Maisha Corrielus, Kelsey Hummel, Andrew L Valesano, Jerome Cheng, Joe Knapper, Richard Bowman, Julian Stirling, Daniel G Rosen, Meghan Brennan, Mustafa Yousif
This comparative feasibility study suggests that an open-source 3D-printed slide-scanning device can produce images of sufficient quality for artificial intelligence-assisted cervical biopsy triage to aid pathologists in flagging high-risk cases that require expedited reviews. Additional research with larger multi-site cohorts from low- and middle-income countries, where tissue processing and disease prevalence differ, is needed to assess real-world applications.

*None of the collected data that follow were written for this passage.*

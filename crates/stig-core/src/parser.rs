// Copyright (c) 2024-2026 Martin Schröder <info@swedishembedded.com>
//
// SPDX-License-Identifier: Apache-2.0
//! Incremental parser for the assistant's text stream.
//!
//! The raw buffer grows as deltas arrive and is re-parsed after every chunk.
//! The parse is deterministic and stable over prefixes: for any buffer `b`
//! that is a prefix of `b'`, every non-final block of `parse(b)` equals the
//! corresponding block of `parse(b')`.  Earlier blocks never change when
//! more bytes arrive — only the trailing partial block may still move.

use std::collections::BTreeMap;

use stig_tools::kind::{ALL_TOOLS, ParamName, ToolKind, ToolUseBlock};

/// A run of prose between tool invocations.
#[derive(Debug, Clone, PartialEq)]
pub struct TextBlock {
    pub content: String,
    pub partial: bool,
}

/// One parsed unit of assistant output.
#[derive(Debug, Clone, PartialEq)]
pub enum AssistantBlock {
    Text(TextBlock),
    ToolUse(ToolUseBlock),
}

impl AssistantBlock {
    pub fn partial(&self) -> bool {
        match self {
            Self::Text(t) => t.partial,
            Self::ToolUse(t) => t.partial,
        }
    }

    pub fn set_complete(&mut self) {
        match self {
            Self::Text(t) => t.partial = false,
            Self::ToolUse(t) => t.partial = false,
        }
    }

    pub fn as_tool_use(&self) -> Option<&ToolUseBlock> {
        match self {
            Self::ToolUse(t) => Some(t),
            _ => None,
        }
    }
}

/// Parse the accumulated assistant text into an ordered block list.
///
/// Tool tags are recognised from the legal tag table only; a stray `<` in
/// prose stays prose.  A buffer ending mid-tag yields a trailing partial
/// block.  The final block is always partial — the decoder flips it to
/// complete when the stream ends.
pub fn parse_assistant_message(buf: &str) -> Vec<AssistantBlock> {
    let mut blocks = Vec::new();
    let mut text_start = 0usize;
    let mut i = 0usize;

    while i < buf.len() {
        if buf.as_bytes()[i] == b'<' {
            if let Some(kind) = match_tool_open(&buf[i..]) {
                push_text(&mut blocks, &buf[text_start..i], false);
                let body_start = i + kind.as_str().len() + 2;
                let (params, consumed, closed) = parse_tool_body(kind, &buf[body_start..]);
                blocks.push(AssistantBlock::ToolUse(ToolUseBlock {
                    name: kind,
                    params,
                    id: None,
                    partial: !closed,
                }));
                if !closed {
                    // The open tool consumed the rest of the buffer.
                    return blocks;
                }
                i = body_start + consumed;
                text_start = i;
                continue;
            }
        }
        i += char_width(buf, i);
    }

    push_text(&mut blocks, &buf[text_start..], true);
    blocks
}

fn push_text(blocks: &mut Vec<AssistantBlock>, raw: &str, partial: bool) {
    let content = raw.trim();
    if !content.is_empty() {
        blocks.push(AssistantBlock::Text(TextBlock {
            content: content.to_string(),
            partial,
        }));
    }
}

fn char_width(s: &str, i: usize) -> usize {
    s[i..].chars().next().map(char::len_utf8).unwrap_or(1)
}

/// `s` starts with `<`.  Returns the tool whose full open tag `<name>` is at
/// the head of `s`.
fn match_tool_open(s: &str) -> Option<ToolKind> {
    let rest = &s[1..];
    ALL_TOOLS
        .iter()
        .copied()
        .find(|k| rest.starts_with(k.as_str()) && rest.as_bytes().get(k.as_str().len()) == Some(&b'>'))
}

/// `s` starts with `<`.  Returns the parameter of `kind` whose full open tag
/// is at the head of `s`.
fn match_param_open(kind: ToolKind, s: &str) -> Option<ParamName> {
    let rest = &s[1..];
    kind.params()
        .iter()
        .copied()
        .find(|p| rest.starts_with(p.as_str()) && rest.as_bytes().get(p.as_str().len()) == Some(&b'>'))
}

/// Parse a tool body, returning the collected parameters, the bytes
/// consumed, and whether the closing tag was reached.
fn parse_tool_body(
    kind: ToolKind,
    body: &str,
) -> (BTreeMap<ParamName, String>, usize, bool) {
    let close_tag = format!("</{}>", kind.as_str());
    let mut params = BTreeMap::new();
    let mut j = 0usize;

    while j < body.len() {
        let rest = &body[j..];
        if rest.starts_with(&close_tag) {
            return (params, j + close_tag.len(), true);
        }
        if rest.as_bytes()[0] == b'<' {
            if let Some(p) = match_param_open(kind, rest) {
                let val_start = j + p.as_str().len() + 2;
                let search_in = &body[val_start..];
                match find_param_close(p, search_in, &close_tag) {
                    Some(idx) => {
                        params.insert(p, search_in[..idx].trim().to_string());
                        j = val_start + idx + p.as_str().len() + 3;
                        continue;
                    }
                    None => {
                        // In-flight parameter: the value runs to the end of
                        // the buffer until its closing tag arrives.
                        params.insert(p, search_in.trim_start().to_string());
                        return (params, body.len(), false);
                    }
                }
            }
        }
        j += char_width(body, j);
    }
    (params, body.len(), false)
}

/// Locate the closing tag of a parameter value.
///
/// File content and diff payloads may legitimately contain tag-like text, so
/// for those the LAST closing tag before the tool's own closing tag wins;
/// every other parameter closes at the first occurrence.
fn find_param_close(p: ParamName, s: &str, tool_close: &str) -> Option<usize> {
    let close = format!("</{}>", p.as_str());
    match p {
        ParamName::Content | ParamName::Diff => {
            let limit = s.find(tool_close).unwrap_or(s.len());
            s[..limit].rfind(&close)
        }
        _ => s.find(&close),
    }
}

// ─── Display cleaning ────────────────────────────────────────────────────────

/// Prepare a text block for the UI.
///
/// Thinking tag markers are dropped.  While the block is still partial, a
/// trailing fragment that could grow into a legal tag — or an incomplete
/// code-fence marker — is elided so the UI does not flicker when the rest of
/// the tag arrives.  A trailing `<` followed by non-tag characters stays
/// visible as ordinary prose.
pub fn clean_text_for_display(text: &str, partial: bool) -> String {
    let mut out = text.replace("<thinking>", "").replace("</thinking>", "");
    if partial {
        out = elide_trailing_tag_fragment(out);
        out = elide_trailing_fence_fragment(out);
    }
    out.trim().to_string()
}

fn legal_tag_names() -> impl Iterator<Item = String> {
    let tools = ALL_TOOLS.iter().map(|k| k.as_str().to_string());
    let params = stig_tools::kind::ALL_PARAMS.iter().map(|p| p.as_str().to_string());
    let thinking = std::iter::once("thinking".to_string());
    tools
        .chain(params)
        .chain(thinking)
        .flat_map(|n| [n.clone(), format!("/{n}")])
}

fn elide_trailing_tag_fragment(text: String) -> String {
    let Some(pos) = text.rfind('<') else {
        return text;
    };
    if text[pos..].contains('>') {
        return text;
    }
    let frag = &text[pos + 1..];
    let could_be_tag = legal_tag_names().any(|name| name.starts_with(frag));
    if could_be_tag {
        text[..pos].to_string()
    } else {
        text
    }
}

fn elide_trailing_fence_fragment(text: String) -> String {
    let last_line_start = text.rfind('\n').map(|p| p + 1).unwrap_or(0);
    let last_line = &text[last_line_start..];
    let is_fence_fragment = {
        let backticks = last_line.chars().take_while(|&c| c == '`').count();
        backticks >= 1
            && backticks <= 3
            && last_line[backticks..]
                .chars()
                .all(|c| c.is_ascii_alphanumeric() || c == '_' || c == '-')
    };
    if is_fence_fragment {
        text[..last_line_start].to_string()
    } else {
        text
    }
}

// ─── Unit tests ──────────────────────────────────────────────────────────────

OBJECTIVE: Artificial intelligence has been used in pathology to analyze whole-slide images for the triage of biopsies for pathologist review. However, this has been performed with prohibitively costly slide scanners that may be unavailable in low- and middle-income countries, where the number of trained pathologists is limited. We evaluated whether a 3D-printed slide scanner (OpenFlexure Microscope) could create images of sufficient quality that could be used for artificial intelligence triage of cervical biopsies and compared them to images created by a commercial slide scanner.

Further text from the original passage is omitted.